> **TASK ITEM**: Among the lines below, tally those holding the string "Value" and give the total only.

(DATA TO PROCESS)

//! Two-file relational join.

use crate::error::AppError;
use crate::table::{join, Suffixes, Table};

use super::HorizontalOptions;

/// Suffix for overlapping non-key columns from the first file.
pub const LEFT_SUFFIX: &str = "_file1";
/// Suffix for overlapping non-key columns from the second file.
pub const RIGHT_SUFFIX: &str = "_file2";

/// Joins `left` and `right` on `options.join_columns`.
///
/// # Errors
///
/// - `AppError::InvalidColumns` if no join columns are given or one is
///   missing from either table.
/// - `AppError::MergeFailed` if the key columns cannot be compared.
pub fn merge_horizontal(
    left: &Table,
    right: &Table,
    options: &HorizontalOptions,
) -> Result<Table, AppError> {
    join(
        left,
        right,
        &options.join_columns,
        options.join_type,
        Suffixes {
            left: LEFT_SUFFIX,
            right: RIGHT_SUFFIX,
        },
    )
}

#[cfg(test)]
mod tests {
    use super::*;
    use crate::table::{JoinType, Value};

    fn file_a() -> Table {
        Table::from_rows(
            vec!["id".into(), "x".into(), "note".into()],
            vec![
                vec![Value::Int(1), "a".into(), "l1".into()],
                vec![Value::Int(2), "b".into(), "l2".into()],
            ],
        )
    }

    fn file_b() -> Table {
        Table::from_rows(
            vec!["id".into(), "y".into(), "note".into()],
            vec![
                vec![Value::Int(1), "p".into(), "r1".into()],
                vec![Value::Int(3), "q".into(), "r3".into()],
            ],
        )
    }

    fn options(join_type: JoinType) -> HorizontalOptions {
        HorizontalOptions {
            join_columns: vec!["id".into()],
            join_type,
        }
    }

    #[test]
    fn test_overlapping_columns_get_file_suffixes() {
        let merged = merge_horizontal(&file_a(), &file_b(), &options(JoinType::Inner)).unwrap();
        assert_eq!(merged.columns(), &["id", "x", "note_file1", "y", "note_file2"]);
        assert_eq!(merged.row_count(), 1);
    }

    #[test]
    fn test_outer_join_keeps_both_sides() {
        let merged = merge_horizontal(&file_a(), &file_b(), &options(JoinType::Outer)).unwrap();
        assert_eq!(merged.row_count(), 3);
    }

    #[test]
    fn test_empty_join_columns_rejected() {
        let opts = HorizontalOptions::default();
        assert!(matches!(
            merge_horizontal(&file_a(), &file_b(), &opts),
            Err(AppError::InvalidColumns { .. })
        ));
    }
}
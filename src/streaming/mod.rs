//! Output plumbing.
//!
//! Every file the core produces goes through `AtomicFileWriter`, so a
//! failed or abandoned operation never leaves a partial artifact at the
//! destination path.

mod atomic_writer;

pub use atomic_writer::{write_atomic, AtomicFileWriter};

(End DATA TO PROCESS)

> **RESPONSE TO THE EXERCISE**: 5